Tuesday, December 2, 2008

Those are the noises I like to hear. Now, back in your box.

Who's saying this? (Answer halfway through)
"Let me just say this: I don't regret having supported John McCain because I sincerely believe in his experience and his extraordinary record of working across party lines to get things done. But I do regret, as I said to the caucus and afterward publicly, there were some things I said in the heat of the campaign that I wish I'd said more clearly. There are other things, frankly, I wish I hadn't said at all. That happens to all of us in the heat of a campaign. But nonetheless, I regret it."

Lieberman said he called Obama after the campaign but didn't hear back from him.

"He's busy," he said. "I heard back from Joe Biden and Rahm Emanuel. I'm sure, in time, Sen. Obama and I, who have developed a good friendship and working relationship over the years he's been in the Senate, will talk. In some sense, he talked to me through Harry Reid and his spokespeople, and I appreciate very much the spirit of reconciliation that he evoked.

We don't have the luxury of looking back to the campaign," Lieberman added. "He's the winner. He's the president-elect. We've all got to work together with him to make him successful, and that's what I'm committed to doing."

One of the reasons it was relatively easy to talk me down from my unhappiness over Lieberman keeping his committee chairmanship is that he has no incentive to be anything other than a perfectly good Democrat in the next couple years. In four years he's facing re-election in a state Obama won by 21%, and unless Obama completely fails as a president, being an opponent of the administration will end his career. Assuming that Lieberman accepts this calculation, he'll be a reliable ally unless things totally fall apart.

Of course, Lieberman has made bizarre political decisions in the past. A few token attempts to moderate his hawkishness in early 2006 would've won him the Democratic primary and saved him a big headache, but he didn't do that. But seeing him this humble suggests that he's going to play it the only way that makes any sense whatsoever.

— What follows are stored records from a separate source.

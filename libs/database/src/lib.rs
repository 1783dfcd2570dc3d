//! MongoDB connection management for the workspace.
//!
//! ```ignore
//! use core_config::FromEnv;
//! use database::{common::RetryConfig, mongodb};
//!
//! let config = mongodb::MongoConfig::from_env()?;
//! let client = mongodb::connect_with_retry(&config, RetryConfig::default()).await?;
//! let db = client.database(&config.database);
//! ```

pub mod common;
pub mod mongodb;

pub use common::{DatabaseError, DatabaseResult};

Obama's decision to not punish Lieberman (and as I understand it, it was the conciliatory behavior from Obama that set the course Harry Reid and everyone else followed) is something to judge based on the future, not the past. We'll see how things go.


Anonymous said...

My guess too is that Lieberman is operating under some sort of ultimatum from the Democratic leadership. Something akin to "pull that shit again, and we'll leave you on the street." Lieberman's sympathies are probably still with the Republicans, but since he cares more about saving his own ass, he will probably stay in line.

NolanT said...

I would like to believe that Lieberman is an honest broker in this but he has proven in the past that he isn't. That is my problem.

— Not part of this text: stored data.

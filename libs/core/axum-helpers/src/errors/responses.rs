//! Reusable OpenAPI response types for consistent API documentation.

use super::ErrorResponse;
#[allow(unused_imports)]
use serde_json::json;
use utoipa::ToResponse;

#[derive(ToResponse)]
#[response(
    description = "Internal Server Error",
    content_type = "application/json",
    example = json!({
        "code": 5001,
        "error": "INTERNAL_ERROR",
        "message": "An internal server error occurred"
    })
)]
pub struct InternalServerErrorResponse(pub ErrorResponse);

#[derive(ToResponse)]
#[response(
    description = "Bad Request - Validation Error",
    content_type = "application/json",
    example = json!({
        "code": 1001,
        "error": "VALIDATION_ERROR",
        "message": "Request validation failed",
        "details": {
            "password": [{
                "code": "password_digit",
                "message": "Password must contain at least one number"
            }]
        }
    })
)]
pub struct BadRequestValidationResponse(pub ErrorResponse);

#[derive(ToResponse)]
#[response(
    description = "Bad Request - Malformed id",
    content_type = "application/json",
    example = json!({
        "code": 1002,
        "error": "INVALID_UUID",
        "message": "Invalid id format"
    })
)]
pub struct BadRequestUuidResponse(pub ErrorResponse);

#[derive(ToResponse)]
#[response(
    description = "Bad Request",
    content_type = "application/json",
    example = json!({
        "code": 1009,
        "error": "BAD_REQUEST",
        "message": "Passwords do not match"
    })
)]
pub struct BadRequestResponse(pub ErrorResponse);

#[derive(ToResponse)]
#[response(
    description = "Resource not found",
    content_type = "application/json",
    example = json!({
        "code": 1004,
        "error": "NOT_FOUND",
        "message": "Resource not found"
    })
)]
pub struct NotFoundResponse(pub ErrorResponse);

#[derive(ToResponse)]
#[response(
    description = "Missing, invalid, expired or revoked bearer token",
    content_type = "application/json",
    example = json!({
        "code": 1006,
        "error": "UNAUTHORIZED",
        "message": "Authentication required"
    })
)]
pub struct UnauthorizedResponse(pub ErrorResponse);

#[derive(ToResponse)]
#[response(
    description = "Duplicate unique field (reported as 400)",
    content_type = "application/json",
    example = json!({
        "code": 1008,
        "error": "CONFLICT",
        "message": "Email already exists"
    })
)]
pub struct ConflictResponse(pub ErrorResponse);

But I also think Obama knows what he is doing and, at the end of the day, he is the President and Lieberman is the joke so we should be able to tell who gets the last laugh here.

Anonymous said...

Right, Obama is a damned good politician - and certainly not naive - so I'm pretty sure that he has a handle on the whole situation.

Neil Sinhababu said...

I think Jamelle is basically right -- Lieberman isn't an honest broker if you regard honesty as a character trait. But if he's a crooked guy with a gun to his head, that's good enough for me.